Em 2007, talvez devido ao preço de matérias-primas nas alturas, o custo no Brasil se equiparou ao dos EUA. Foi a 85% da produção nos EUA se feita na China, e a 75% no México e Índia. Em 2008, com a crise global uivando, sobretudo nos EUA, a mesma peça encomendada ao Brasil custaria 90% do custo médio americano, 85% na China e de 70% a 72% no México e Índia. Hoje, no Brasil, 110% sobre os EUA.

Os cenários adiante
O que virá adiante? Os custos de transporte, segundo tal análise, vão voltar aos níveis de 2007 ou menos, se o preço do petróleo se estabilizar abaixo de US$ 60 o barril, patamar atual, e a economia mundial continuar “soft”. Custos de matérias-primas não seriam um grande diferencial, a valer a previsão da AlixPartners de mercados fracos ainda por mais tempo. Sobre tributos e tarifas de comércio, ela destaca o rebate de impostos nas exportações da China. Quanto ao câmbio, prevê renminbi do jeito de sempre, rúpia mais forte e peso mexicano seguindo fraco. E o real? Deverá fortalecer-se.
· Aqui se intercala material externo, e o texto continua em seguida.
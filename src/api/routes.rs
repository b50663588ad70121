//! API Routes
//!
//! Configures the Axum router with all gateway endpoints.

use axum::{
    routing::{delete, get, post},
    Router,
};
use tower_http::{
    cors::{Any, CorsLayer},
    trace::TraceLayer,
};

use super::handlers::{
    ask_handler, categories_handler, category_meals_handler, chef_tips_handler,
    clear_cache_handler, health_handler, ingredients_handler, meal_details_handler, meal_handler,
    random_meal_handler, search_handler, stats_handler, AppState,
};

/// Creates the main router with all endpoints configured.
///
/// # Endpoints
/// - `GET /meals/search?s=` - Search meals by name
/// - `GET /meals/random` - One random meal (uncached)
/// - `GET /meals/:id` - Meal by id
/// - `GET /meals/:id/ingredients` - Parsed ingredient list
/// - `GET /meals/:id/details` - Meal, ingredients and video embed
/// - `GET /meals/:id/chef-tips` - AI chef tips for a meal
/// - `GET /categories` - All categories
/// - `GET /categories/:name/meals` - Meals in a category
/// - `POST /chef/ask` - Ask the chef a question
/// - `DELETE /cache` - Drop every cached response
/// - `GET /stats` - Cache statistics
/// - `GET /health` - Health check endpoint
///
/// # Middleware
/// - CORS: Allows any origin
/// - Tracing: Logs all requests
pub fn create_router(state: AppState) -> Router {
    let cors = CorsLayer::new()
        .allow_origin(Any)
        .allow_methods(Any)
        .allow_headers(Any);

    Router::new()
        .route("/meals/search", get(search_handler))
        .route("/meals/random", get(random_meal_handler))
        .route("/meals/:id", get(meal_handler))
        .route("/meals/:id/ingredients", get(ingredients_handler))
        .route("/meals/:id/details", get(meal_details_handler))
        .route("/meals/:id/chef-tips", get(chef_tips_handler))
        .route("/categories", get(categories_handler))
        .route("/categories/:name/meals", get(category_meals_handler))
        .route("/chef/ask", post(ask_handler))
        .route("/cache", delete(clear_cache_handler))
        .route("/stats", get(stats_handler))
        .route("/health", get(health_handler))
        .layer(cors)
        .layer(TraceLayer::new_for_http())
        .with_state(state)
}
Fábrica da GM no RS?Tudo considerado, o custo da indústria no Brasil passaria de 10% sobre os EUA, bastando o real voltar anos níveis de 2007, que é a sua aposta. Má notícia. A GM, cuja situação no Brasil independe de sua crise nos EUA, negocia com o BNDES, por exemplo, investir US$ 1 bilhão para construir no Rio Grande do Sul uma plataforma de exportação de carros com motores flex. Dependerá dos custos ou de subsídios. Muitos investimentos estão assim. E o governo discute a doença da ministra Dilma Rousseff, eleições de 2010. Ora...

Frenesi corporativo
Economia global em crise não significa economia parada. O que há é um frenesi entre as indústrias líderes à medida que voltam a se afastar da farra financeira que as manteve embriagadas por mais de duas décadas. Os governos também montam suas estratégias. Os EUA vão sair da crise devendo como nunca. O modelo adotado pela China ruiu. E o Brasil? Está melhor que o resto porque não teve tempo de cair na farra. Mas não está livre de ter de rever os indutores do crescimento até para saber se é por aí mesmo. Debater se o mercado interno basta ao crescimento, o que parece um tanto temerário. As lideranças nacionais só não podem se omitir. Mas é o que acontece.